Raw anomaly values for June
Extreme values of June anomalies in this period were:
Daily Maximum Temperature anomaly -3.5 deg: June 2007;
Daily Minimum Temperature anomaly +3.1 deg: June 2009;
Subsoil Temperature anomaly +3.2 deg: June 2013;
Rainfall Anomaly +65 mm: June 2005
Temperature range anomaly (minus) +4.1 deg: June 2007;
Temperature range anomaly (minus) +3.5 deg: June 2013;
Percent Cloudy Days +40%: June 2013.
Trend lines for June
The trend of mean temperature rose from zero at first to stay at 0.5 deg from 2004 to 2010, then rose again.
The trends of daily maximum and daily minimum temperature anomalies were mirror-reversed about the mean trend line. The maximum line reached a peak in 2003 and a trough in 2009, while the minimum line did the reverse. The subsoil temperature anomaly trend was slightly low in 2004 and was high in 2014.
Moisture indicator trend lines for June generally rose during this period. Cloudy days increased strongly and steadily. Other variables had a strong minimum about 2001-2, a maximum about 2007-9 and a weak minimum about 2012.
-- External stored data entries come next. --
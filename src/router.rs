//! Backend routing
//!
//! Picks the backend that runs a container from declarative rules. A rule
//! matches when its mask matches the whole container id AND every namespace
//! it requires is present with an equal value. The highest priority wins;
//! on a tie the rule declared first wins.

use std::collections::BTreeMap;
use std::sync::Arc;

use parking_lot::RwLock;
use regex::Regex;
use serde::{Deserialize, Serialize};

use crate::backend::BackendKind;
use crate::{Error, Result};

fn default_mask() -> String {
    ".*".to_string()
}

#[derive(Debug, Clone, PartialEq, Eq, Serialize, Deserialize)]
pub struct RoutingRule {
    pub backend: BackendKind,
    #[serde(default)]
    pub namespaces: BTreeMap<String, String>,
    #[serde(default = "default_mask")]
    pub container_mask: String,
    #[serde(default)]
    pub priority: i32,
}

impl RoutingRule {
    pub fn new(backend: BackendKind) -> Self {
        Self {
            backend,
            namespaces: BTreeMap::new(),
            container_mask: default_mask(),
            priority: 0,
        }
    }

    pub fn mask(mut self, mask: impl Into<String>) -> Self {
        self.container_mask = mask.into();
        self
    }

    pub fn priority(mut self, priority: i32) -> Self {
        self.priority = priority;
        self
    }

    pub fn namespace(mut self, name: impl Into<String>, value: impl Into<String>) -> Self {
        self.namespaces.insert(name.into(), value.into());
        self
    }
}

/// Matches container ids against a rule mask
pub trait PatternMatcher: Send + Sync {
    fn is_match(&self, id: &str) -> bool;
}

/// Builds a matcher for a mask, or explains why the mask is unusable
pub type MatcherFactory = dyn Fn(&str) -> std::result::Result<Box<dyn PatternMatcher>, String> + Send + Sync;

/// Regex mask anchored to the whole id
pub struct RegexMatcher {
    regex: Regex,
}

impl RegexMatcher {
    pub fn compile(mask: &str) -> std::result::Result<Self, regex::Error> {
        Ok(Self {
            regex: Regex::new(&format!("^(?:{})$", mask))?,
        })
    }
}

impl PatternMatcher for RegexMatcher {
    fn is_match(&self, id: &str) -> bool {
        self.regex.is_match(id)
    }
}

fn regex_factory(mask: &str) -> std::result::Result<Box<dyn PatternMatcher>, String> {
    RegexMatcher::compile(mask)
        .map(|m| Box::new(m) as Box<dyn PatternMatcher>)
        .map_err(|e| e.to_string())
}

struct CompiledRule {
    rule: RoutingRule,
    /// `None` when the mask failed to compile; the rule never matches
    matcher: Option<Box<dyn PatternMatcher>>,
}

impl CompiledRule {
    fn matches(&self, id: &str, namespaces: &BTreeMap<String, String>) -> bool {
        let Some(ref matcher) = self.matcher else {
            return false;
        };
        matcher.is_match(id)
            && self
                .rule
                .namespaces
                .iter()
                .all(|(name, value)| namespaces.get(name) == Some(value))
    }
}

pub struct Router {
    rules: RwLock<Arc<Vec<CompiledRule>>>,
    default_runtime: Option<BackendKind>,
    factory: Box<MatcherFactory>,
}

impl Router {
    /// Create a router using regex masks
    pub fn new(rules: Vec<RoutingRule>, default_runtime: Option<BackendKind>) -> Self {
        Self::with_matcher(rules, default_runtime, Box::new(regex_factory))
    }

    /// Create a router with a custom mask engine
    pub fn with_matcher(
        rules: Vec<RoutingRule>,
        default_runtime: Option<BackendKind>,
        factory: Box<MatcherFactory>,
    ) -> Self {
        let compiled = compile(&factory, rules);
        Self {
            rules: RwLock::new(Arc::new(compiled)),
            default_runtime,
            factory,
        }
    }

    /// Replace the whole rule set atomically
    pub fn reload(&self, rules: Vec<RoutingRule>) {
        let compiled = Arc::new(compile(&self.factory, rules));
        let count = compiled.len();
        *self.rules.write() = compiled;
        tracing::info!(rules = count, "Routing rules reloaded");
    }

    /// Pick the backend for a container
    pub fn select(&self, id: &str, namespaces: &BTreeMap<String, String>) -> Result<BackendKind> {
        let rules = self.rules.read().clone();

        let mut best: Option<&CompiledRule> = None;
        for rule in rules.iter().filter(|r| r.matches(id, namespaces)) {
            // Strictly greater keeps the first-declared rule on ties
            if best.map_or(true, |b| rule.rule.priority > b.rule.priority) {
                best = Some(rule);
            }
        }

        match (best, self.default_runtime) {
            (Some(rule), _) => {
                tracing::debug!(
                    container = %id,
                    backend = %rule.rule.backend,
                    priority = rule.rule.priority,
                    mask = %rule.rule.container_mask,
                    "Routing rule matched"
                );
                Ok(rule.rule.backend)
            }
            (None, Some(default)) => {
                tracing::debug!(container = %id, backend = %default, "No rule matched, using default runtime");
                Ok(default)
            }
            (None, None) => Err(Error::NoMatchingBackend(id.to_string())),
        }
    }

    /// Current rules, in declaration order
    pub fn rules(&self) -> Vec<RoutingRule> {
        self.rules.read().iter().map(|r| r.rule.clone()).collect()
    }

    /// Number of rules disabled because their mask failed to compile
    pub fn disabled_count(&self) -> usize {
        self.rules.read().iter().filter(|r| r.matcher.is_none()).count()
    }

    pub fn default_runtime(&self) -> Option<BackendKind> {
        self.default_runtime
    }
}

fn compile(factory: &MatcherFactory, rules: Vec<RoutingRule>) -> Vec<CompiledRule> {
    rules
        .into_iter()
        .enumerate()
        .map(|(index, rule)| {
            let matcher = match factory(&rule.container_mask) {
                Ok(m) => Some(m),
                Err(e) => {
                    tracing::warn!(
                        rule = index,
                        mask = %rule.container_mask,
                        backend = %rule.backend,
                        error = %e,
                        "Invalid container mask, rule disabled"
                    );
                    None
                }
            };
            CompiledRule { rule, matcher }
        })
        .collect()
}

#[cfg(test)]
mod tests {
    use super::*;

    fn ns(pairs: &[(&str, &str)]) -> BTreeMap<String, String> {
        pairs.iter().map(|(k, v)| (k.to_string(), v.to_string())).collect()
    }

    #[test]
    fn test_highest_priority_wins_regardless_of_order() {
        let rules = vec![
            RoutingRule::new(BackendKind::Lxc).mask("web-.*").priority(5),
            RoutingRule::new(BackendKind::ProxmoxVm).mask("web-.*").priority(10),
        ];
        let router = Router::new(rules.clone(), None);
        assert_eq!(router.select("web-1", &ns(&[])).unwrap(), BackendKind::ProxmoxVm);

        let reversed: Vec<_> = rules.into_iter().rev().collect();
        let router = Router::new(reversed, None);
        assert_eq!(router.select("web-1", &ns(&[])).unwrap(), BackendKind::ProxmoxVm);
    }

    #[test]
    fn test_tie_goes_to_first_declared() {
        let router = Router::new(
            vec![
                RoutingRule::new(BackendKind::Crun).priority(3),
                RoutingRule::new(BackendKind::Lxc).priority(3),
            ],
            None,
        );
        assert_eq!(router.select("anything", &ns(&[])).unwrap(), BackendKind::Crun);
    }

    #[test]
    fn test_fallback_to_default_runtime() {
        let router = Router::new(
            vec![RoutingRule::new(BackendKind::Crun).mask("oci-.*")],
            Some(BackendKind::ProxmoxLxc),
        );
        assert_eq!(router.select("pod-web", &ns(&[])).unwrap(), BackendKind::ProxmoxLxc);
    }

    #[test]
    fn test_no_default_is_an_error() {
        let router = Router::new(vec![RoutingRule::new(BackendKind::Crun).mask("oci-.*")], None);
        let err = router.select("pod-web", &ns(&[])).unwrap_err();
        assert!(matches!(err, Error::NoMatchingBackend(_)));
    }

    #[test]
    fn test_namespaces_use_and_semantics() {
        let router = Router::new(
            vec![RoutingRule::new(BackendKind::ProxmoxVm)
                .namespace("isolation", "vm")
                .namespace("tenant", "acme")
                .priority(1)],
            Some(BackendKind::Lxc),
        );
        assert_eq!(
            router.select("c1", &ns(&[("isolation", "vm")])).unwrap(),
            BackendKind::Lxc
        );
        assert_eq!(
            router.select("c1", &ns(&[("isolation", "vm"), ("tenant", "other")])).unwrap(),
            BackendKind::Lxc
        );
        assert_eq!(
            router
                .select("c1", &ns(&[("isolation", "vm"), ("tenant", "acme"), ("extra", "x")]))
                .unwrap(),
            BackendKind::ProxmoxVm
        );
    }

    #[test]
    fn test_mask_matches_whole_id() {
        let router = Router::new(vec![RoutingRule::new(BackendKind::Crun).mask("oci")], Some(BackendKind::Lxc));
        assert_eq!(router.select("oci", &ns(&[])).unwrap(), BackendKind::Crun);
        assert_eq!(router.select("my-oci-box", &ns(&[])).unwrap(), BackendKind::Lxc);
    }

    #[test]
    fn test_malformed_mask_disables_only_that_rule() {
        let router = Router::new(
            vec![
                RoutingRule::new(BackendKind::ProxmoxVm).mask("web-(").priority(100),
                RoutingRule::new(BackendKind::Crun).mask("web-.*").priority(1),
            ],
            None,
        );
        assert_eq!(router.disabled_count(), 1);
        assert_eq!(router.select("web-1", &ns(&[])).unwrap(), BackendKind::Crun);
    }

    #[test]
    fn test_reload_replaces_rules() {
        let router = Router::new(vec![RoutingRule::new(BackendKind::Crun)], None);
        assert_eq!(router.select("x", &ns(&[])).unwrap(), BackendKind::Crun);

        router.reload(vec![RoutingRule::new(BackendKind::Lxc)]);
        assert_eq!(router.select("x", &ns(&[])).unwrap(), BackendKind::Lxc);
        assert_eq!(router.rules().len(), 1);
    }

    struct PrefixMatcher(String);

    impl PatternMatcher for PrefixMatcher {
        fn is_match(&self, id: &str) -> bool {
            id.starts_with(&self.0)
        }
    }

    #[test]
    fn test_custom_matcher_engine() {
        let router = Router::with_matcher(
            vec![RoutingRule::new(BackendKind::Crun).mask("oci")],
            Some(BackendKind::Lxc),
            Box::new(|mask: &str| {
                Ok::<_, String>(Box::new(PrefixMatcher(mask.to_string())) as Box<dyn PatternMatcher>)
            }),
        );
        assert_eq!(router.select("oci-nginx", &ns(&[])).unwrap(), BackendKind::Crun);
    }
}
Each data point is an anomaly value that is the difference beween the mean value for a month and the normal value for that calendar month based on the decade beginning March 1999.
Raw anomaly values vary a lot from month to month, and different variables often do not move in the same sense.
(Raw values for variables in a given month are in a report for that month. Look for the report for a given month in the “Archive” for the month following it.)
Four of the anomalies of variables are grouped as indicators of the anomaly of sensible heat at the site: daily maximum air temperature, daily minimum air temperature, daily mean air temperature (mean of maximum and minimum) and subsoil temperature (at 750 mm).
The anomalies of five more variables are grouped as moisture indicators relating to latent heat rather than sensible heat. They are: rainfall total (mm), percent cloudy mornings (>4 octas), early morning dew point, daily temperature range (minus), and a composite measure called “Moisture Index”. For plotting, the observed anomaly values of percent cloudy mornings have been divided by ten and the observed rainfall anomalies have been divided by twenty. In the same way, the moisture index is calculated as:
MI = ((Rf anom/20)+(%Cloudy anom/10)+(DP anom)+(-(TempRange anom)))/4
Changes in raw anomaly values are very large from year to year and show no clear pattern. To reveal a pattern calls for trend lines to be fitted.
When I fit linear trend lines, they have almost no meaning. They have R-squared values around 0.01! That is, linear trend lines “explain” hardly any of the variation. When I fit trend lines that are parabolic, cubic, or quartic the R-squared value goes up, until it is around 0.3 for quartic trends. (Quartic trends “explain” about 30% of the variation.) Beyond quartic functions, there are not enough data points to justify fitting the trend line.
Quartic trend lines can identify up to three local extreme points, whether maxima or minima, if they exist in the data.